[Stored items from a collection]
####################

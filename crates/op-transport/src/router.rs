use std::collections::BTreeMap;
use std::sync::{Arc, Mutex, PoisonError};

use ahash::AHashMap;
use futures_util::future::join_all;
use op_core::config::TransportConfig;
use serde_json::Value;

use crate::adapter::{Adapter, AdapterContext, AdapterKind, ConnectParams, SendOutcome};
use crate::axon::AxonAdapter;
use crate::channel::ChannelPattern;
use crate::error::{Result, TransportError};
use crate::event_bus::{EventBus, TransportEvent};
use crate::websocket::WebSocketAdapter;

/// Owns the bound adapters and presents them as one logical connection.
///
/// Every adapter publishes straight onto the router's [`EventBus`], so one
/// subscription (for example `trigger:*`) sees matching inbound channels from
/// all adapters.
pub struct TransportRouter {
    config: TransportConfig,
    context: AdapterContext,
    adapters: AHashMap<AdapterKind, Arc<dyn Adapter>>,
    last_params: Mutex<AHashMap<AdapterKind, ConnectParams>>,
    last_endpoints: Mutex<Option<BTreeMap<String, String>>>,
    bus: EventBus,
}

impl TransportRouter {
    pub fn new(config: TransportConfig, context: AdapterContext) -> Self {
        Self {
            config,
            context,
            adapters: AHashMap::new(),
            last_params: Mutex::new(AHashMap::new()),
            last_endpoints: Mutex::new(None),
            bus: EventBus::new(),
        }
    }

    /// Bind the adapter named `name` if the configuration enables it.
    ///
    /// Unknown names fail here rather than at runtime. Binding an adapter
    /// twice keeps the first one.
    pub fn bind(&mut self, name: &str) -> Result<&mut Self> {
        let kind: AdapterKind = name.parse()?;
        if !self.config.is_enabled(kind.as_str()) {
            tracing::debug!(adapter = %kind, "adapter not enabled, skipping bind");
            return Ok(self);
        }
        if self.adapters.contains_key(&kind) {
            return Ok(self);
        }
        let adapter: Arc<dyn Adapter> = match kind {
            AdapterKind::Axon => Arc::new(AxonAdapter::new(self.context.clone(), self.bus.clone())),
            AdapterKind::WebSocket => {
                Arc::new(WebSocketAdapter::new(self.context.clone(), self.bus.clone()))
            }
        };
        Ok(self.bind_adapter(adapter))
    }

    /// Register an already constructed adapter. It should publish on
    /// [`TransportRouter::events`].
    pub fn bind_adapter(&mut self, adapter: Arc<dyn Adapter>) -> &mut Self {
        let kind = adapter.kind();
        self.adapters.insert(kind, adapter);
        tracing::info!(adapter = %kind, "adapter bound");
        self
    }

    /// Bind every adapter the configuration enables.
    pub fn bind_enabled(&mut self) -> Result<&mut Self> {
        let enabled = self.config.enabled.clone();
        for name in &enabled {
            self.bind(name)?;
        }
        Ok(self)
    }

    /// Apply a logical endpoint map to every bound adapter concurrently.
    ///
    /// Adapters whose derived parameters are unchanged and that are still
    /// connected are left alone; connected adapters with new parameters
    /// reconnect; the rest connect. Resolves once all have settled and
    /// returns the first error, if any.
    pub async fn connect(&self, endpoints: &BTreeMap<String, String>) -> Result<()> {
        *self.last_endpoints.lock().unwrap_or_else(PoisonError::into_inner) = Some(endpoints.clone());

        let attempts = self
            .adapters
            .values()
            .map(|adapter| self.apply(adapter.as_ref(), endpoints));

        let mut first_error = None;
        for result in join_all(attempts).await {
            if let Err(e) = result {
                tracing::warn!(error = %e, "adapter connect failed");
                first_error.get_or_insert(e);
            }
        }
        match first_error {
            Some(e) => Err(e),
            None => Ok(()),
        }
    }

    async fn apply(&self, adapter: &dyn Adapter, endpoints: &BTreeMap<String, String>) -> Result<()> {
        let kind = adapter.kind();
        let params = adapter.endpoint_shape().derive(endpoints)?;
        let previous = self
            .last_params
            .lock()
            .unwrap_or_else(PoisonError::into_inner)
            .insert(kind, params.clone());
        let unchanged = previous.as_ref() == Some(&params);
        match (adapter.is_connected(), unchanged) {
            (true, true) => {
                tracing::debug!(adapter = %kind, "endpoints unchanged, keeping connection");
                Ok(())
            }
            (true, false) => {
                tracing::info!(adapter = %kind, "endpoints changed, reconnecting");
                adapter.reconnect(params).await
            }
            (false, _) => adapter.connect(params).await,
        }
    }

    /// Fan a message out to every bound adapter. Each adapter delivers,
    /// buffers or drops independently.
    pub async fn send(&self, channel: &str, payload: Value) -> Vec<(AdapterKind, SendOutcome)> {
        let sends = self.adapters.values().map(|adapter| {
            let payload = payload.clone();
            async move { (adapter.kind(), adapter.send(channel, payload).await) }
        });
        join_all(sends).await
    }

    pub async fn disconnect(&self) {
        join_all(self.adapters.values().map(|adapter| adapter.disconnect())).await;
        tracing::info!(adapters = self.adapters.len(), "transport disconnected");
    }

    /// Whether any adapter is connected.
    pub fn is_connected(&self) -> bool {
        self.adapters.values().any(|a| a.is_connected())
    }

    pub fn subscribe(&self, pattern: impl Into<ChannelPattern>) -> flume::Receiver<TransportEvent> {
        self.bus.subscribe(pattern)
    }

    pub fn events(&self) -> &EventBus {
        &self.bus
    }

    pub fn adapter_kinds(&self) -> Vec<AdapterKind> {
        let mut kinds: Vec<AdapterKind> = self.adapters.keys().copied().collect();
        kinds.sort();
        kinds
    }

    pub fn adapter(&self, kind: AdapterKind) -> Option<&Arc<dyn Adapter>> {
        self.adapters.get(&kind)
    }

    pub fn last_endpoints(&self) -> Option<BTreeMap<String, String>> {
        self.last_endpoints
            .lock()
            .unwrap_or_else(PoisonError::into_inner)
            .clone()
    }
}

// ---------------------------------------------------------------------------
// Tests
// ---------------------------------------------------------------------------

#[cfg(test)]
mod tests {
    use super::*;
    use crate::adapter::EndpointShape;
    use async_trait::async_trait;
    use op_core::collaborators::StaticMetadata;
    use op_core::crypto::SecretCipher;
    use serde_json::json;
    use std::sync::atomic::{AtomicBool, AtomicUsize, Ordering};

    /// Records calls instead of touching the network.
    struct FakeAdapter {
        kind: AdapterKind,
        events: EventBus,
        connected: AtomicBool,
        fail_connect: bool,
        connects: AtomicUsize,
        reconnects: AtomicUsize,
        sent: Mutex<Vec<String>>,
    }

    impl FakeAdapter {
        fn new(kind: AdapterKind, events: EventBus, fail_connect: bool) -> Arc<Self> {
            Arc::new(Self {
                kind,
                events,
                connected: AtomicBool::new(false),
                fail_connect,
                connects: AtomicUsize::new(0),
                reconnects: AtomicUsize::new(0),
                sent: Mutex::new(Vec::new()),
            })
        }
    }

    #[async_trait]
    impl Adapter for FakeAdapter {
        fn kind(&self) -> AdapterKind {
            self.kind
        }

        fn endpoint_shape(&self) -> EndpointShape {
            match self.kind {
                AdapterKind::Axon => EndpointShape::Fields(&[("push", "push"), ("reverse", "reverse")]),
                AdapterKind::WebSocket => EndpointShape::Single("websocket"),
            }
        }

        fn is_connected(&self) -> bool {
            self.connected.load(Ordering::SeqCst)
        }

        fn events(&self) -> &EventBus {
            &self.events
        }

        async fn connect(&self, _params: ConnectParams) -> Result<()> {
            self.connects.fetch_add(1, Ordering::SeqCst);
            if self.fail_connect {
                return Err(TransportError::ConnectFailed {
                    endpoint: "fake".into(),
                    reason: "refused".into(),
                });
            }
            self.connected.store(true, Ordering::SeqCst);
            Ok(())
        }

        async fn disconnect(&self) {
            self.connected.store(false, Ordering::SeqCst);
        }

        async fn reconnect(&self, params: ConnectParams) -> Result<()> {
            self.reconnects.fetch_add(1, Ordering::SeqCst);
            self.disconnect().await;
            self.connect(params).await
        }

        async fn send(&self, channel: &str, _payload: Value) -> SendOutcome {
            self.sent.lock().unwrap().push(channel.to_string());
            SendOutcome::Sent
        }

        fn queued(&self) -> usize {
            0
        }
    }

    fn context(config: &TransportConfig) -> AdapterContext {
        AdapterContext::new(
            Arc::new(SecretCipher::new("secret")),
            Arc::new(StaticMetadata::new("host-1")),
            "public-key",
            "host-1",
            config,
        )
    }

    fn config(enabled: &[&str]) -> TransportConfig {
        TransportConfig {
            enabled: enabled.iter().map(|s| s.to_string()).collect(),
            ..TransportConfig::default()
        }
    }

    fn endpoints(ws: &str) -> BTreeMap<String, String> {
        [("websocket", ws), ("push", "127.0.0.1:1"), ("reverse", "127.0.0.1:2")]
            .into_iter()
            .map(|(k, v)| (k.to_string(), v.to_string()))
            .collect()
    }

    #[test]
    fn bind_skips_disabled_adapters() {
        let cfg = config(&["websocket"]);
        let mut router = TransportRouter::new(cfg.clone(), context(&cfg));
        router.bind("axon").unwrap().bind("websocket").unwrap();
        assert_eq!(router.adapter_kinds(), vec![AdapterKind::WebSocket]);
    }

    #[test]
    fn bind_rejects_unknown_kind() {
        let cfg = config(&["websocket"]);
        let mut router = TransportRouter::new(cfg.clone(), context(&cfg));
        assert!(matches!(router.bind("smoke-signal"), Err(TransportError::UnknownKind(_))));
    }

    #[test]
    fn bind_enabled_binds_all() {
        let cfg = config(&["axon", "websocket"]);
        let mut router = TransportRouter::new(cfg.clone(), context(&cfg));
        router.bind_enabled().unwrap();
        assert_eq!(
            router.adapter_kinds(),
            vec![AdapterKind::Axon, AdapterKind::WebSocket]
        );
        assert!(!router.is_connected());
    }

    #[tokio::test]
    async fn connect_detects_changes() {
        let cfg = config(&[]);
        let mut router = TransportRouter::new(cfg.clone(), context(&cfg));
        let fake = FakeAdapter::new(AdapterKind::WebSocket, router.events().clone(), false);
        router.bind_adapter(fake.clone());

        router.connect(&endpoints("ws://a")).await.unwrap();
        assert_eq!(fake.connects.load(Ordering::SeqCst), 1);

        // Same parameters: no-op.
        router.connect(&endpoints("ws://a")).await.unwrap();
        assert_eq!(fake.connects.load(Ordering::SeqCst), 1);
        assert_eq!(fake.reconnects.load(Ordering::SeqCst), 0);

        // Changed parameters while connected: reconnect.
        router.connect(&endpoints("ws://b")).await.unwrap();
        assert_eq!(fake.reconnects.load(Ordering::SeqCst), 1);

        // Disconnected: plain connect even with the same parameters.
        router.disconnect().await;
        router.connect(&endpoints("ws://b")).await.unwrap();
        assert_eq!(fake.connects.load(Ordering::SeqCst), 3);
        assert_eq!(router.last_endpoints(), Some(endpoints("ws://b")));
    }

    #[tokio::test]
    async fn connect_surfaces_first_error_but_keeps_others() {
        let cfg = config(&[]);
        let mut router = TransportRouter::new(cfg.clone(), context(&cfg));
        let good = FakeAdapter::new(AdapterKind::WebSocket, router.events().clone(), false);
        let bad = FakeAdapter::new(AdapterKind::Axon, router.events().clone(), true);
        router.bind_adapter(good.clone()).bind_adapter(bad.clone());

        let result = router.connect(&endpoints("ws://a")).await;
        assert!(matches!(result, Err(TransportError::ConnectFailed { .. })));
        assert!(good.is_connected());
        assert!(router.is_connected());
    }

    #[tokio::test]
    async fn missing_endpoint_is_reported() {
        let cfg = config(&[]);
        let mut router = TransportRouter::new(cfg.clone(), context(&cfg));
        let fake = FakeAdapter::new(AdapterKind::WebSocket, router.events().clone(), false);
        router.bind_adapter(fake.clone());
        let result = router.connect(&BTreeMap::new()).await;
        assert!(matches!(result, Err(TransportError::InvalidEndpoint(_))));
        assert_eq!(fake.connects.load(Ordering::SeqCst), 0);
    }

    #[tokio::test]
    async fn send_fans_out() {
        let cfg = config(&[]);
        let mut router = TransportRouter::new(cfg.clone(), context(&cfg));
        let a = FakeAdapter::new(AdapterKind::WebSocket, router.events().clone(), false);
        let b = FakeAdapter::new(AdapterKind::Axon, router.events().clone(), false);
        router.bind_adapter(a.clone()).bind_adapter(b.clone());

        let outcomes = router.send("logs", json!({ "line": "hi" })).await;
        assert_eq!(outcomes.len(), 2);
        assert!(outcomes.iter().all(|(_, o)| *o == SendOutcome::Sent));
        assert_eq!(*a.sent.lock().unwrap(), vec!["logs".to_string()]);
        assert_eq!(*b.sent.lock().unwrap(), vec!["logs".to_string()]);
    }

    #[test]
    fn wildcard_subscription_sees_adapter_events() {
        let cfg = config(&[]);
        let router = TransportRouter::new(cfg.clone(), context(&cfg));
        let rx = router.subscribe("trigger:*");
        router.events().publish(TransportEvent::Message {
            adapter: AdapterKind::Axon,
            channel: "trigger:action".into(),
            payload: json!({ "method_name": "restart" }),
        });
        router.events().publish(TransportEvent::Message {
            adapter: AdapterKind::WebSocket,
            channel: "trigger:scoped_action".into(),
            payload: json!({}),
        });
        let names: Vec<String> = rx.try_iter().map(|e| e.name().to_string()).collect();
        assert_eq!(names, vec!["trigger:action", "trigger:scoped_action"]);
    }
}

####################

*TASK GOAL*.
Please reproduce, exactly as written, the lines of the records from the first line through the one containing "use crate::axon::AxonAdapter;".

*YOUR SOLUTION*.
filename crates/op-transport/src/router.rs
use std::collections::BTreeMap;
use std::sync::{Arc, Mutex, PoisonError};

use ahash::AHashMap;
use futures_util::future::join_all;
use op_core::config::TransportConfig;
use serde_json::Value;

use crate::adapter::{Adapter, AdapterContext, AdapterKind, ConnectParams, SendOutcome};
use crate::axon::AxonAdapter;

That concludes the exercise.